**What is expected**
Which lines come from the start of the records through the line that holds "if wide > U256::from(u64::MAX)"? Write them out word for word.

**Stored items**
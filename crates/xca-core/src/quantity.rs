//! # Quantity Parsing
//!
//! JSON-RPC endpoints report numbers as `0x`-prefixed hex quantities, while
//! HTTP callers tend to pass decimal strings. These helpers accept both and
//! always produce 256-bit values.

use alloy_primitives::{B256, U256};

use crate::error::ValidationError;

/// Parse a decimal or `0x`-prefixed hex string into a [`U256`].
///
/// # Errors
///
/// Returns [`ValidationError::InvalidQuantity`] for empty input, a bare
/// `0x`, or digits outside the radix.
pub fn parse_quantity(value: &str) -> Result<U256, ValidationError> {
    let trimmed = value.trim();
    let invalid = || ValidationError::InvalidQuantity(value.to_string());

    if let Some(hex) = trimmed
        .strip_prefix("0x")
        .or_else(|| trimmed.strip_prefix("0X"))
    {
        if hex.is_empty() {
            return Err(invalid());
        }
        return U256::from_str_radix(hex, 16).map_err(|_| invalid());
    }

    if trimmed.is_empty() || !trimmed.chars().all(|c| c.is_ascii_digit()) {
        return Err(invalid());
    }
    U256::from_str_radix(trimmed, 10).map_err(|_| invalid())
}

/// Parse a quantity that must fit in 64 bits (chain IDs, timestamps).
///
/// # Errors
///
/// Returns [`ValidationError::InvalidQuantity`] on malformed input and
/// [`ValidationError::QuantityOverflow`] when the value exceeds `u64::MAX`.
pub fn parse_u64_quantity(value: &str) -> Result<u64, ValidationError> {
    let wide = parse_quantity(value)?;
    if wide > U256::from(u64::MAX) {
        return Err(ValidationError::QuantityOverflow(value.to_string()));
    }
    Ok(wide.saturating_to::<u64>())
}

/// Parse a `0x`-prefixed 32-byte hex digest.
///
/// # Errors
///
/// Returns [`ValidationError::InvalidDigest`] if the input is not exactly
/// 64 hex digits after the prefix.
pub fn parse_digest(value: &str) -> Result<B256, ValidationError> {
    let trimmed = value.trim();
    if !trimmed.starts_with("0x") || trimmed.len() != 66 {
        return Err(ValidationError::InvalidDigest(value.to_string()));
    }
    trimmed
        .parse::<B256>()
        .map_err(|_| ValidationError::InvalidDigest(value.to_string()))
}

/// Render a quantity in JSON-RPC form (`0x`-prefixed, no leading zeros).
pub fn format_quantity(value: U256) -> String {
    format!("0x{value:x}")
}

#[cfg(test)]
mod tests {
    use super::*;
    use proptest::prelude::*;

    #[test]
    fn parses_hex_and_decimal() {
        assert_eq!(parse_quantity("0x1f4").unwrap(), U256::from(500u64));
        assert_eq!(parse_quantity("500").unwrap(), U256::from(500u64));
        assert_eq!(parse_quantity("0x0").unwrap(), U256::ZERO);
    }

    #[test]
    fn rejects_malformed() {
        for bad in ["", "0x", "0xzz", "12a", "-1", "1.5"] {
            assert!(parse_quantity(bad).is_err(), "accepted {bad:?}");
        }
    }

    #[test]
    fn handles_full_width() {
        let max = format!("0x{}", "f".repeat(64));
        assert_eq!(parse_quantity(&max).unwrap(), U256::MAX);
        let too_wide = format!("0x1{}", "0".repeat(64));
        assert!(parse_quantity(&too_wide).is_err());
    }

    #[test]
    fn u64_quantity_overflow() {
        assert_eq!(parse_u64_quantity("0x13882").unwrap(), 80002);
        assert!(matches!(
            parse_u64_quantity("0x10000000000000000"),
            Err(ValidationError::QuantityOverflow(_))
        ));
    }

    #[test]
    fn digest_requires_exact_width() {
        let ok = format!("0x{}", "ab".repeat(32));
        assert_eq!(parse_digest(&ok).unwrap(), B256::repeat_byte(0xab));
        assert!(parse_digest("0xabcd").is_err());
        assert!(parse_digest(&"ab".repeat(32)).is_err());
    }

    #[test]
    fn formats_without_leading_zeros() {
        assert_eq!(format_quantity(U256::from(500u64)), "0x1f4");
        assert_eq!(format_quantity(U256::ZERO), "0x0");
    }

    proptest! {
        #[test]
        fn format_then_parse_is_identity(n in any::<u64>()) {
            let value = U256::from(n);
            prop_assert_eq!(parse_quantity(&format_quantity(value)).unwrap(), value);
            prop_assert_eq!(parse_quantity(&n.to_string()).unwrap(), value);
        }
    }
}
//! # Health and Metrics
//!
//! Per-network reports built concurrently. Each network is checked on its
//! own, so one unreachable endpoint or broken ledger never hides the state
//! of the others, and neither call ever fails.

use std::collections::BTreeMap;
use std::sync::Arc;

use chrono::{DateTime, Utc};
use futures::future::join_all;
use serde::{Deserialize, Serialize};
use xca_core::{Address, AnchorLogStats, NetworkName, U256};
use xca_registry::NetworkRegistry;

#[derive(Debug, Clone, Copy, PartialEq, Eq, Serialize, Deserialize)]
#[serde(rename_all = "snake_case")]
pub enum HealthStatus {
    Healthy,
    Unhealthy,
}

/// Connectivity of one network.
#[derive(Debug, Clone, PartialEq, Eq, Serialize, Deserialize)]
pub struct NetworkHealth {
    pub status: HealthStatus,
    pub tip_block_number: Option<U256>,
    pub chain_id: Option<u64>,
    pub has_ledger: bool,
    pub ledger_address: Option<Address>,
    pub error: Option<String>,
}

#[derive(Debug, Clone, PartialEq, Eq, Serialize, Deserialize)]
pub struct HealthReport {
    pub networks: BTreeMap<NetworkName, NetworkHealth>,
    pub checked_at: DateTime<Utc>,
}

impl HealthReport {
    /// Whether every network answered.
    pub fn all_healthy(&self) -> bool {
        self.networks
            .values()
            .all(|network| network.status == HealthStatus::Healthy)
    }
}

#[derive(Debug, Clone, Copy, PartialEq, Eq, Serialize, Deserialize)]
#[serde(rename_all = "snake_case")]
pub enum MetricsStatus {
    Reporting,
    NoLedger,
    Error,
}

/// Ledger figures for one network.
#[derive(Debug, Clone, PartialEq, Eq, Serialize, Deserialize)]
pub struct NetworkMetrics {
    pub status: MetricsStatus,
    pub total_anchors: U256,
    pub stats: Option<AnchorLogStats>,
    pub ledger_address: Option<Address>,
    pub error: Option<String>,
}

#[derive(Debug, Clone, PartialEq, Eq, Serialize, Deserialize)]
pub struct SystemMetrics {
    pub networks: BTreeMap<NetworkName, NetworkMetrics>,
    pub total_anchors_across_networks: U256,
    pub last_update: DateTime<Utc>,
}

/// Builds health and metrics reports from a registry.
#[derive(Debug, Clone)]
pub struct HealthMonitor {
    registry: Arc<NetworkRegistry>,
}

impl HealthMonitor {
    pub fn new(registry: Arc<NetworkRegistry>) -> Self {
        Self { registry }
    }

    /// Check every configured network.
    pub async fn check_health(&self) -> HealthReport {
        let checks = self.registry.networks().into_iter().map(|name| async move {
            let connectivity = self.registry.check_connectivity(&name).await;
            let ledger = self.registry.ledger(&name).ok();
            let status = if connectivity.reachable {
                HealthStatus::Healthy
            } else {
                tracing::warn!(network = %name, error = ?connectivity.error, "network unhealthy");
                HealthStatus::Unhealthy
            };
            let health = NetworkHealth {
                status,
                tip_block_number: connectivity.tip_block_number,
                chain_id: connectivity.chain_id,
                has_ledger: ledger.is_some(),
                ledger_address: ledger.and_then(|ledger| ledger.address()),
                error: connectivity.error,
            };
            (name, health)
        });

        HealthReport {
            networks: join_all(checks).await.into_iter().collect(),
            checked_at: Utc::now(),
        }
    }

    /// Read ledger statistics for every configured network.
    pub async fn system_metrics(&self) -> SystemMetrics {
        let reads = self.registry.networks().into_iter().map(|name| async move {
            let metrics = match self.registry.ledger(&name) {
                Err(_) => NetworkMetrics {
                    status: MetricsStatus::NoLedger,
                    total_anchors: U256::ZERO,
                    stats: None,
                    ledger_address: None,
                    error: None,
                },
                Ok(ledger) => match ledger.stats().await {
                    Ok(stats) => NetworkMetrics {
                        status: MetricsStatus::Reporting,
                        total_anchors: stats.total_anchors,
                        stats: Some(stats),
                        ledger_address: ledger.address(),
                        error: None,
                    },
                    Err(e) => {
                        tracing::warn!(network = %name, error = %e, "failed to read ledger stats");
                        NetworkMetrics {
                            status: MetricsStatus::Error,
                            total_anchors: U256::ZERO,
                            stats: None,
                            ledger_address: ledger.address(),
                            error: Some(e.to_string()),
                        }
                    }
                },
            };
            (name, metrics)
        });

        let networks: BTreeMap<_, _> = join_all(reads).await.into_iter().collect();
        let total_anchors_across_networks = networks
            .values()
            .fold(U256::ZERO, |total, m| total.saturating_add(m.total_anchors));
        SystemMetrics {
            networks,
            total_anchors_across_networks,
            last_update: Utc::now(),
        }
    }
}
//! # Network Names
//!
//! [`NetworkName`] is the key of every per-network map in the workspace.
//! Names are normalized at construction (trimmed, ASCII-lowercased) so that
//! `"Amoy"` and `"amoy"` resolve to the same network.
//!
//! ## Validation
//!
//! - 1 to 32 characters after trimming
//! - Characters from `[a-z0-9_-]`
//! - First character is alphanumeric

use std::fmt;
use std::str::FromStr;

use serde::{Deserialize, Serialize};

use crate::error::ValidationError;

const MAX_LEN: usize = 32;

/// A validated, normalized network identifier such as `amoy` or `bsc-testnet`.
#[derive(Debug, Clone, PartialEq, Eq, PartialOrd, Ord, Hash, Serialize, Deserialize)]
#[serde(try_from = "String", into = "String")]
pub struct NetworkName(String);

impl NetworkName {
    /// Create a network name, validating and normalizing the input.
    ///
    /// # Errors
    ///
    /// Returns [`ValidationError::InvalidNetworkName`] if the input is empty,
    /// longer than 32 characters, or contains characters outside `[a-z0-9_-]`.
    pub fn new(value: impl AsRef<str>) -> Result<Self, ValidationError> {
        let raw = value.as_ref();
        let reject = |reason| ValidationError::InvalidNetworkName {
            name: raw.to_string(),
            reason,
        };

        let normalized = raw.trim().to_ascii_lowercase();
        if normalized.is_empty() {
            return Err(reject("must be non-empty"));
        }
        if normalized.len() > MAX_LEN {
            return Err(reject("must be at most 32 characters"));
        }
        if !normalized
            .chars()
            .next()
            .is_some_and(|c| c.is_ascii_alphanumeric())
        {
            return Err(reject("must start with a letter or digit"));
        }
        if !normalized
            .chars()
            .all(|c| c.is_ascii_alphanumeric() || c == '-' || c == '_')
        {
            return Err(reject("may only contain letters, digits, '-' and '_'"));
        }

        Ok(Self(normalized))
    }

    /// Access the normalized name.
    pub fn as_str(&self) -> &str {
        &self.0
    }

    /// The name as an environment-variable segment: uppercase, `-` mapped to `_`.
    pub fn env_segment(&self) -> String {
        self.0.to_ascii_uppercase().replace('-', "_")
    }
}

impl fmt::Display for NetworkName {
    fn fmt(&self, f: &mut fmt::Formatter<'_>) -> fmt::Result {
        f.write_str(&self.0)
    }
}

impl AsRef<str> for NetworkName {
    fn as_ref(&self) -> &str {
        &self.0
    }
}

impl FromStr for NetworkName {
    type Err = ValidationError;

    fn from_str(s: &str) -> Result<Self, Self::Err> {
        Self::new(s)
    }
}

impl TryFrom<String> for NetworkName {
    type Error = ValidationError;

    fn try_from(value: String) -> Result<Self, Self::Error> {
        Self::new(value)
    }
}

impl From<NetworkName> for String {
    fn from(name: NetworkName) -> Self {
        name.0
    }
}

#[cfg(test)]
mod tests {
    use super::*;

    #[test]
    fn normalizes_case_and_whitespace() {
        let name = NetworkName::new("  Amoy ").unwrap();
        assert_eq!(name.as_str(), "amoy");
        assert_eq!(name, NetworkName::new("amoy").unwrap());
    }

    #[test]
    fn accepts_dashes_and_underscores() {
        assert!(NetworkName::new("bsc-testnet").is_ok());
        assert!(NetworkName::new("alastria_t").is_ok());
        assert!(NetworkName::new("l2").is_ok());
    }

    #[test]
    fn rejects_empty() {
        assert!(matches!(
            NetworkName::new("   "),
            Err(ValidationError::InvalidNetworkName { .. })
        ));
    }

    #[test]
    fn rejects_leading_separator() {
        assert!(NetworkName::new("-amoy").is_err());
        assert!(NetworkName::new("_amoy").is_err());
    }

    #[test]
    fn rejects_disallowed_characters() {
        assert!(NetworkName::new("amoy/../etc").is_err());
        assert!(NetworkName::new("am oy").is_err());
        assert!(NetworkName::new("amóy").is_err());
    }

    #[test]
    fn rejects_overlong() {
        let long = "a".repeat(33);
        assert!(NetworkName::new(&long).is_err());
        assert!(NetworkName::new("a".repeat(32)).is_ok());
    }

    #[test]
    fn env_segment_uppercases() {
        let name = NetworkName::new("bsc-testnet").unwrap();
        assert_eq!(name.env_segment(), "BSC_TESTNET");
    }

    #[test]
    fn serde_validates_on_deserialize() {
        let ok: NetworkName = serde_json::from_str("\"North\"").unwrap();
        assert_eq!(ok.as_str(), "north");
        assert!(serde_json::from_str::<NetworkName>("\"\"").is_err());
        assert_eq!(serde_json::to_string(&ok).unwrap(), "\"north\"");
    }
}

**Solution to the problem**
filename crates/xca-core/src/quantity.rs
//! # Quantity Parsing
//!
//! JSON-RPC endpoints report numbers as `0x`-prefixed hex quantities, while
//! HTTP callers tend to pass decimal strings. These helpers accept both and
//! always produce 256-bit values.

use alloy_primitives::{B256, U256};

use crate::error::ValidationError;

/// Parse a decimal or `0x`-prefixed hex string into a [`U256`].
///
/// # Errors
///
/// Returns [`ValidationError::InvalidQuantity`] for empty input, a bare
/// `0x`, or digits outside the radix.
pub fn parse_quantity(value: &str) -> Result<U256, ValidationError> {
    let trimmed = value.trim();
    let invalid = || ValidationError::InvalidQuantity(value.to_string());

    if let Some(hex) = trimmed
        .strip_prefix("0x")
        .or_else(|| trimmed.strip_prefix("0X"))
    {
        if hex.is_empty() {
            return Err(invalid());
        }
        return U256::from_str_radix(hex, 16).map_err(|_| invalid());
    }

    if trimmed.is_empty() || !trimmed.chars().all(|c| c.is_ascii_digit()) {
        return Err(invalid());
    }
    U256::from_str_radix(trimmed, 10).map_err(|_| invalid())
}

/// Parse a quantity that must fit in 64 bits (chain IDs, timestamps).
///
/// # Errors
///
/// Returns [`ValidationError::InvalidQuantity`] on malformed input and
/// [`ValidationError::QuantityOverflow`] when the value exceeds `u64::MAX`.
pub fn parse_u64_quantity(value: &str) -> Result<u64, ValidationError> {
    let wide = parse_quantity(value)?;
    if wide > U256::from(u64::MAX) {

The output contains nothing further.